Враз пересохшие губы шевельнулись, и Эдик глухо, выталкивая из себя слова, сказал:
- Не ходи за мной, пожалуйста. И домой тоже не приходи больше.
***
Еще два часа назад неоновая вывеска «ебель тут», вызвавшая у них неудержимый ржач, фривольно трактуемая скульптура с советских времен, на фоне которой они сфоткались вдвоем, были яркими проводниками к вечному веселью – теперь же здесь всё было чужое, враждебное, пошлое, гнилое и лживое.
Как Эдик добрался до дома, как открыл двери и сел в коридоре, раскачиваясь, словно в трансе, прижав к себе выбежавшего встречать Варфоломея, он не помнил абсолютно. В голове было пусто, а в груди больно. Так он и просидел до утра, пока со смены не вернулась мать.
Оглушенный всем, Эдик не видел, как шел за ним по ночным улицам убитый случившимся Вадим.
Он пытался подойти, остановить, сказать в свое оправдание хоть что-то, но ворвавшийся в сердце Эдик не слышал, не замечал, шел, как заведенная механическая кукла.
Не ведал Эд и того, как Дим сидел на лестничной площадке, буквально за стенкой, обхватив руками голову, и, вставая время от времени, прислушивался к тишине за дверью любимого мальчика, а потом снова садился, не решаясь постучать.
Его обходили соседи и собачники, выводившие питомцев на утренний променад: видно, что-то подсказывало людям, что не стоит трогать парня с таким отчаянием на лице.
Только когда усталая женщина, неодобрительно покосившаяся на явно неадекватного юношу, сидевшего на ступеньках, стала открывать ключом замок, Вадим очнулся.

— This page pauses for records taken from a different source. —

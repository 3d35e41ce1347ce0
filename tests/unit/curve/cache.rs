use super::*;

use std::path::PathBuf;

fn test_root(name: &str) -> PathBuf {
    let root = PathBuf::from("target").join("path_cache_tests").join(name);
    let _ = std::fs::remove_dir_all(&root);
    let _ = std::fs::remove_file(&root);
    root
}

#[test]
fn store_then_load_round_trips() {
    let cache = PathCache::new(test_root("round_trip"));
    let path = hilbert::hilbert_path(8).unwrap();
    cache.store(&path).unwrap();
    assert_eq!(cache.load(8), Some(path));
}

#[test]
fn absent_entry_is_a_miss() {
    let cache = PathCache::new(test_root("absent"));
    assert_eq!(cache.load(8), None);
}

#[test]
fn corrupt_entry_is_a_miss() {
    let root = test_root("corrupt");
    std::fs::create_dir_all(&root).unwrap();
    std::fs::write(root.join("path8.json"), b"definitely not json").unwrap();
    assert_eq!(PathCache::new(root).load(8), None);
}

#[test]
fn entry_with_wrong_point_count_is_a_miss() {
    let root = test_root("wrong_count");
    std::fs::create_dir_all(&root).unwrap();
    std::fs::write(root.join("path8.json"), b"[[0,0],[0,1]]").unwrap();
    assert_eq!(PathCache::new(root).load(8), None);
}

#[test]
fn file_occupying_cache_root_is_replaced() {
    let root = test_root("root_is_file");
    std::fs::create_dir_all(root.parent().unwrap()).unwrap();
    std::fs::write(&root, b"in the way").unwrap();

    let cache = PathCache::new(root.clone());
    let path = hilbert::hilbert_path(4).unwrap();
    cache.store(&path).unwrap();

    assert!(root.is_dir());
    assert_eq!(cache.load(4), Some(path));
}

#[test]
fn unwritable_location_surfaces_cache_write_error() {
    let root = test_root("unwritable");
    std::fs::create_dir_all(&root).unwrap();
    let blocker = root.join("blocker");
    std::fs::write(&blocker, b"file, not a directory").unwrap();

    // The cache root sits below a plain file, so the directory can never be
    // created. The failure must come back as CacheWrite, not vanish.
    let cache = PathCache::new(blocker.join("nested"));
    let path = hilbert::hilbert_path(4).unwrap();
    assert!(matches!(
        cache.store(&path),
        Err(SonogridError::CacheWrite(_))
    ));
}

#[test]
fn provider_generates_on_miss_and_reuses_the_stored_entry() {
    let root = test_root("provider");
    let provider = PathProvider::new(PathCache::new(root.clone()));

    let first = provider.obtain(8).unwrap();
    assert!(root.join("path8.json").is_file());

    let second = provider.obtain(8).unwrap();
    assert_eq!(first, second);
    assert_eq!(first, hilbert::hilbert_path(8).unwrap());
}

#[test]
fn provider_survives_a_failed_store() {
    let root = test_root("provider_unwritable");
    std::fs::create_dir_all(&root).unwrap();
    let blocker = root.join("blocker");
    std::fs::write(&blocker, b"file").unwrap();

    let provider = PathProvider::new(PathCache::new(blocker.join("nested")));
    let path = provider.obtain(4).unwrap();
    assert_eq!(path, hilbert::hilbert_path(4).unwrap());
}

#[test]
fn provider_propagates_invalid_grid_sizes() {
    let provider = PathProvider::new(PathCache::new(test_root("bad_size")));
    assert!(matches!(
        provider.obtain(12),
        Err(SonogridError::GridSize(_))
    ));
}
use crate::foundation::error::{SonogridError, SonogridResult};

/// Ordered visit sequence over an N x N grid.
///
/// A `GridPath` is a bijection onto the grid: every cell appears exactly
/// once, and consecutive entries are grid-adjacent. Immutable once built.
#[derive(Clone, Debug, PartialEq, Eq)]
pub struct GridPath {
    size: u32,
    points: Vec<(u32, u32)>,
}

impl GridPath {
    /// Wrap a precomputed point sequence, validating the bijection.
    ///
    /// Used when a path comes from outside the generator (the on-disk cache),
    /// so a tampered or truncated entry can never reach the sampler.
    pub fn from_points(size: u32, points: Vec<(u32, u32)>) -> SonogridResult<Self> {
        let cells = size as usize * size as usize;
        if points.len() != cells {
            return Err(SonogridError::validation(format!(
                "path has {} points, expected {cells} for a {size}x{size} grid",
                points.len()
            )));
        }
        let mut seen = vec![false; cells];
        for &(x, y) in &points {
            if x >= size || y >= size {
                return Err(SonogridError::validation(format!(
                    "path point ({x},{y}) lies outside the {size}x{size} grid"
                )));
            }
            let idx = y as usize * size as usize + x as usize;
            if seen[idx] {
                return Err(SonogridError::validation(format!(
                    "path visits cell ({x},{y}) more than once"
                )));
            }
            seen[idx] = true;
        }
        Ok(Self { size, points })
    }

    /// Grid edge length.
    pub fn size(&self) -> u32 {
        self.size
    }

    /// Number of visited cells (always `size * size`).
    pub fn len(&self) -> usize {
        self.points.len()
    }

    /// Whether the path covers no cells.
    pub fn is_empty(&self) -> bool {
        self.points.is_empty()
    }

    /// The full coordinate sequence in visit order.
    pub fn points(&self) -> &[(u32, u32)] {
        &self.points
    }

    /// Iterate the coordinates in visit order.
    pub fn iter(&self) -> impl Iterator<Item = (u32, u32)> + '_ {
        self.points.iter().copied()
    }
}

/// Compute the Hilbert traversal of a `size` x `size` grid.
///
/// `size` must be a power of two. The result is deterministic and pure;
/// cost grows with `size^2`, so callers should go through
/// [`PathProvider`](crate::curve::cache::PathProvider) instead of calling
/// this on every run.
pub fn hilbert_path(size: u32) -> SonogridResult<GridPath> {
    if size == 0 || !size.is_power_of_two() {
        return Err(SonogridError::grid_size(format!(
            "grid size must be a power of two, got {size}"
        )));
    }

    let n = u64::from(size);
    let cells = n * n;
    let mut points = Vec::with_capacity(cells as usize);
    for d in 0..cells {
        points.push(distance_to_xy(n, d));
    }
    // The construction visits every cell exactly once; no need to revalidate.
    Ok(GridPath { size, points })
}

/// Convert a distance along the curve to grid coordinates.
///
/// Iterative quadrant descent: each level reads two bits of `d`, reflects and
/// transposes the partial coordinate into the right sub-square, then doubles
/// the square. Consecutive distances land on grid-adjacent cells.
fn distance_to_xy(n: u64, d: u64) -> (u32, u32) {
    let (mut x, mut y) = (0u64, 0u64);
    let mut t = d;
    let mut s = 1u64;
    while s < n {
        let rx = (t / 2) & 1;
        let ry = (t ^ rx) & 1;
        if ry == 0 {
            if rx == 1 {
                x = s - 1 - x;
                y = s - 1 - y;
            }
            std::mem::swap(&mut x, &mut y);
        }
        x += s * rx;
        y += s * ry;
        t /= 4;
        s *= 2;
    }
    (x as u32, y as u32)
}

#[cfg(test)]
#[path = "../../tests/unit/curve/hilbert.rs"]
mod tests;
use std::f64::consts::TAU;
use std::fs;
use std::path::Path;

use super::tone::FreqAmp;
use crate::foundation::error::{SonogridError, SonogridResult};

/// Default output sample rate in Hz.
pub const SAMPLE_RATE_HZ: u32 = 44_100;

/// Render one tone as a sine buffer of exactly `sample_rate` samples.
///
/// Samples are spaced evenly over `[0, duration_sec]` with both endpoints
/// included, so the buffer length is fixed by the sample rate alone and the
/// sample at t=0 is always the zero crossing. Each value is
/// `amp * sin(2π · hz · t)` cast to `i16`; amplitudes within [`AMP_MAX`]
/// cannot overflow the cast, and that bound is a caller invariant, not a
/// guard.
///
/// [`AMP_MAX`]: crate::audio::tone::AMP_MAX
pub fn synthesize(tone: FreqAmp, sample_rate: u32, duration_sec: f64) -> Vec<i16> {
    let n = sample_rate as usize;
    let step = if n > 1 {
        duration_sec / (n - 1) as f64
    } else {
        0.0
    };
    (0..n)
        .map(|i| {
            let t = step * i as f64;
            (tone.amp * (TAU * tone.hz * t).sin()) as i16
        })
        .collect()
}

/// Write mono 16-bit PCM samples as a WAV file.
///
/// The file is assembled under a temp name and renamed into place, so a
/// failed run never leaves a truncated artifact at the destination.
pub fn write_wav(samples: &[i16], sample_rate: u32, out: &Path) -> SonogridResult<()> {
    if let Some(parent) = out.parent()
        && !parent.as_os_str().is_empty()
    {
        fs::create_dir_all(parent).map_err(|e| {
            SonogridError::synthesis(format!(
                "cannot create output directory '{}': {e}",
                parent.display()
            ))
        })?;
    }

    let spec = hound::WavSpec {
        channels: 1,
        sample_rate,
        bits_per_sample: 16,
        sample_format: hound::SampleFormat::Int,
    };
    let tmp = out.with_extension("wav.tmp");
    let mut writer = hound::WavWriter::create(&tmp, spec).map_err(|e| {
        SonogridError::synthesis(format!("cannot create '{}': {e}", tmp.display()))
    })?;
    for &sample in samples {
        writer
            .write_sample(sample)
            .map_err(|e| SonogridError::synthesis(format!("cannot write sample: {e}")))?;
    }
    writer
        .finalize()
        .map_err(|e| SonogridError::synthesis(format!("cannot finalize '{}': {e}", tmp.display())))?;
    fs::rename(&tmp, out).map_err(|e| {
        SonogridError::synthesis(format!("cannot publish '{}': {e}", out.display()))
    })
}

#[cfg(test)]
#[path = "../../tests/unit/audio/synth.rs"]
mod tests;
pub mod error;
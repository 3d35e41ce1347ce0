use super::*;

use std::collections::VecDeque;

use crate::curve::hilbert::hilbert_path;

struct VecSource {
    size: u32,
    frames: VecDeque<FrameRgba>,
}

impl VecSource {
    fn solid_frames(size: u32, colors: &[[u8; 4]]) -> Self {
        Self {
            size,
            frames: colors
                .iter()
                .map(|&rgba| FrameRgba::solid(size, rgba))
                .collect(),
        }
    }
}

impl FrameSource for VecSource {
    fn grid_size(&self) -> u32 {
        self.size
    }

    fn next_frame(&mut self) -> SonogridResult<Option<FrameRgba>> {
        Ok(self.frames.pop_front())
    }
}

fn config(size: u32) -> PipelineConfig {
    PipelineConfig {
        grid_size: size,
        sample_rate: 4_000,
        frame_duration_sec: 0.5,
    }
}

#[test]
fn black_frame_collapses_to_silence() {
    let path = hilbert_path(16).unwrap();
    let mut source = VecSource::solid_frames(16, &[[0, 0, 0, 255]]);

    let (samples, stats) = sonify_source(&mut source, &path, &config(16)).unwrap();
    assert_eq!(stats, SonifyStats { frames: 1, samples: 4_000 });
    assert!(samples.iter().all(|&s| s == 0));
}

#[test]
fn black_frame_tone_sits_at_the_range_floor() {
    let path = hilbert_path(16).unwrap();
    let tone = frame_tone(&FrameRgba::solid(16, [0, 0, 0, 255]), &path).unwrap();
    assert!((tone.hz - 25.0).abs() < 1e-6);
    assert!(tone.amp.abs() < 1e-6);
}

#[test]
fn white_frame_tone_hits_the_range_ceiling() {
    let path = hilbert_path(16).unwrap();
    let tone = frame_tone(&FrameRgba::solid(16, [255, 255, 255, 255]), &path).unwrap();
    assert!((tone.hz - 16_000.0).abs() < 1e-6);
    assert!((tone.amp - 60.0).abs() < 1e-6);
}

#[test]
fn video_buffers_concatenate_in_frame_order() {
    let path = hilbert_path(8).unwrap();
    let cfg = config(8);
    let black = [0, 0, 0, 255];
    let white = [255, 255, 255, 255];

    let (black_only, _) =
        sonify_source(&mut VecSource::solid_frames(8, &[black]), &path, &cfg).unwrap();
    let (white_only, _) =
        sonify_source(&mut VecSource::solid_frames(8, &[white]), &path, &cfg).unwrap();
    let (both, stats) =
        sonify_source(&mut VecSource::solid_frames(8, &[black, white]), &path, &cfg).unwrap();

    assert_eq!(stats.frames, 2);
    assert_eq!(both.len(), black_only.len() + white_only.len());
    assert_eq!(&both[..black_only.len()], black_only.as_slice());
    assert_eq!(&both[black_only.len()..], white_only.as_slice());
}

#[test]
fn empty_source_is_an_input_error() {
    let path = hilbert_path(8).unwrap();
    let mut source = VecSource::solid_frames(8, &[]);
    assert!(matches!(
        sonify_source(&mut source, &path, &config(8)),
        Err(SonogridError::Input(_))
    ));
}

#[test]
fn source_grid_must_match_path_grid() {
    let path = hilbert_path(8).unwrap();
    let mut source = VecSource::solid_frames(16, &[[0, 0, 0, 255]]);
    assert!(matches!(
        sonify_source(&mut source, &path, &config(16)),
        Err(SonogridError::Validation(_))
    ));
}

Дверь открылась и захлопнулась.
Вадим стукнул себя по лбу кулаком – ну что он за тряпка, теперь даже не позвонить по телефону, ведь это его мама…
В кармане завибрировал телефон. Он? Это он? Путаясь в застежках, Решитов выхватил мобильник, торопливо проговорив в него: «Прости!»
- Сын, ты не пришел, а Анечку надо было в садик. В чем дело? – раздался у уха голос отца.
- Прости, - тусклым голосом повторил Дим, - я еду.